The reason blood pressure medications are so popular is that they force blood pressure close to or down to a healthy level.
The bad news: they come with a litany of side effects, most often so serious that they outweigh the benefit of the drugs.
The good news: new research, published in the Journal of Agricultural and Food Chemistry, reveals a vegetable that works exactly like the most effective blood pressure medications, without the side effects.
The British and Irish researchers analyzed 100 previously conducted studies on the heart benefits of seaweed.
Their survey unearthed the fact that many sea vegetables are low in calories and fat (good for weight loss), high in minerals such as calcium, iron, copper, and iodine, and extremely high in protein (up to 47 percent of their weight) and that they contain plenty of proteins called bioactive peptides, which hold extraordinary heart health benefits.
They found that these bioactive peptides had effects similar to ACE inhibitor drugs, which are commonly prescribed to lower blood pressure.
ACE inhibitors inhibit your body’s production of angiotensin II, a chemical that constricts blood vessels and thereby elevates blood pressure. If you have less angiotensin II, your blood vessels can relax, dilate, and allow blood to flow through them at lower pressure.
The only problem? They can also cause headaches, dizziness, inflammation, fatigue, nausea, renal failure, and a build-up of potassium that can cause cardiac dysfunction.
Sea vegetables are the first natural substances discovered that can have the same health effects without these harmful side effects.
At this stage, most people get their bioactive peptides from milk, where they appear in much smaller amounts than in seaweed. Manufacturers of packaged soups and sauces also often include them in their products, but these products contain so many other, harmful ingredients that it probably ruins the potential benefit.
Your local Asian supermarket should be a treasure trove of healthy sea vegetables. Here is a sample of what you can expect:
· Nori are the dried, often toasted, sheets in which your sushi is wrapped. You can cut the sheets in strips to eat as noodles or add to a stir-fry.

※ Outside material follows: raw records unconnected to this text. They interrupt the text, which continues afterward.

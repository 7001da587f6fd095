//! libshuangpin crate root
//!
//! This crate annotates Chinese text with pinyin or double pinyin
//! (shuangpin). It composes the text handling from `shuangpin-core` with a
//! pronunciation backend and the shuangpin key tables.
//!
//! Public API exported here:
//! - `SyllableSource`, `PinyinSource`, `Syllable`, `Style` from `source`
//! - `ShuangpinEncoder`, `DoublePinyinScheme`, `SchemeTables`, `KeyMode` from `double_pinyin`
//! - `LineComposer`, `ComposeOptions` from `compose`
//! - `process_lines` from `stream`
//! - `ShuangpinConfig` from `config`

pub mod compose;
pub mod config;
pub mod double_pinyin;
pub mod source;
pub mod stream;
pub mod syllables;

// Re-export the shared text handling from core.
pub use shuangpin_core::{
    collapse_whitespace, to_half_width, Config, Error, HanRun, Result, Segmenter,
};

// Convenience re-exports for common types used by callers.
pub use compose::{ComposeOptions, LineComposer};
pub use config::ShuangpinConfig;
pub use double_pinyin::{
    DoublePinyinScheme, KeyMode, SchemeTables, ShuangpinEncoder, MICROSOFT, XIAOHE,
};
pub use source::{PinyinSource, Style, Syllable, SyllableSource};
pub use stream::{process_lines, StreamSummary};
pub use syllables::{split_syllable, PINYIN_SYLLABLES};
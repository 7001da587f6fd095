//! shuangpin-core
//!
//! Text handling shared by the transliteration crates: full-width folding,
//! Han run segmentation, whitespace cleanup, the base configuration and the
//! error type.
//!
//! Public API:
//! - `to_half_width` / `half_width` - full-width to ASCII folding
//! - `Segmenter` / `HanRun` / `Piece` - Han run segmentation
//! - `collapse_whitespace` - whitespace cleanup for converted lines
//! - `Config` - run segmentation settings, TOML backed
//! - `Error` / `Result`
use serde::{Deserialize, Serialize};

pub mod error;
pub use error::{Error, Result};

pub mod width;
pub use width::{half_width, is_full_width, to_half_width};

pub mod segment;
pub use segment::{is_han, CharClass, HanRun, Piece, Segmenter};

pub mod text;
pub use text::collapse_whitespace;

/// CJK punctuation accepted inside Han runs by default.
pub const DEFAULT_RUN_PUNCTUATION: &str = "，。！？：；（）【】";

/// Generic configuration for line segmentation.
///
/// Language-specific options (output style, shuangpin scheme) live in
/// `ShuangpinConfig` in libshuangpin, which flattens this struct.
#[derive(Debug, Clone, PartialEq, Eq, Deserialize, Serialize)]
#[serde(default)]
pub struct Config {
    /// Let CJK punctuation adjacent to Han text join the Han run, so it is
    /// emitted as a separate half-width token ("你好，" -> "ni hao ,").
    pub punctuation_in_runs: bool,

    /// The punctuation marks allowed inside runs when `punctuation_in_runs`
    /// is set.
    pub run_punctuation: String,
}

impl Default for Config {
    fn default() -> Self {
        Self {
            punctuation_in_runs: true,
            run_punctuation: DEFAULT_RUN_PUNCTUATION.to_string(),
        }
    }
}

impl Config {
    /// Load configuration from a TOML file.
    pub fn load_toml<P: AsRef<std::path::Path>>(path: P) -> Result<Self> {
        let path = path.as_ref();
        let content = std::fs::read_to_string(path)?;
        let config = toml::from_str(&content)?;
        tracing::debug!(path = %path.display(), "loaded segmentation config");
        Ok(config)
    }

    /// Save configuration to a TOML file.
    pub fn save_toml<P: AsRef<std::path::Path>>(&self, path: P) -> Result<()> {
        let content = toml::to_string_pretty(self)?;
        std::fs::write(path, content)?;
        Ok(())
    }

    /// Load configuration from TOML string.
    pub fn from_toml_str(content: &str) -> Result<Self> {
        Ok(toml::from_str(content)?)
    }

    /// Serialize configuration to TOML string.
    pub fn to_toml_string(&self) -> Result<String> {
        Ok(toml::to_string_pretty(self)?)
    }

    /// Build the segmenter described by this configuration.
    pub fn segmenter(&self) -> Segmenter {
        Segmenter::from_config(self)
    }
}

· Agar is available in bars, flakes, and powder. It is handy as a sauce thickener or a vegan substitute for the gelatin found in pie fillings and jams.
· Kelp is the common brown seaweed found on most beaches. It is normally sold in powder form to use as a salt substitute or seasoning.
· Hijiki looks like spaghetti and is sold in dehydrated form. Soak it for 20 minutes, and then toss it in stews and stir-fries. Limit your consumption to once a week, as it does contain some arsenic.
· Dulse can be bought as a dry powder, but the dried leaves need only five minutes of cooking and are great in salads and stews. When lightly pan-fried, it becomes crispy like potato chips.
· Arame turns black when it is dried, the form in which it is usually sold. Soak for 10 minutes before adding it to cooking dishes.
· Kombu, sold as dried strips, is a good seasoning agent in almost any dish. Soak for 15 minutes before cooking for about 40 minutes more.
Most of these double in size when they cook, so they are good value for money.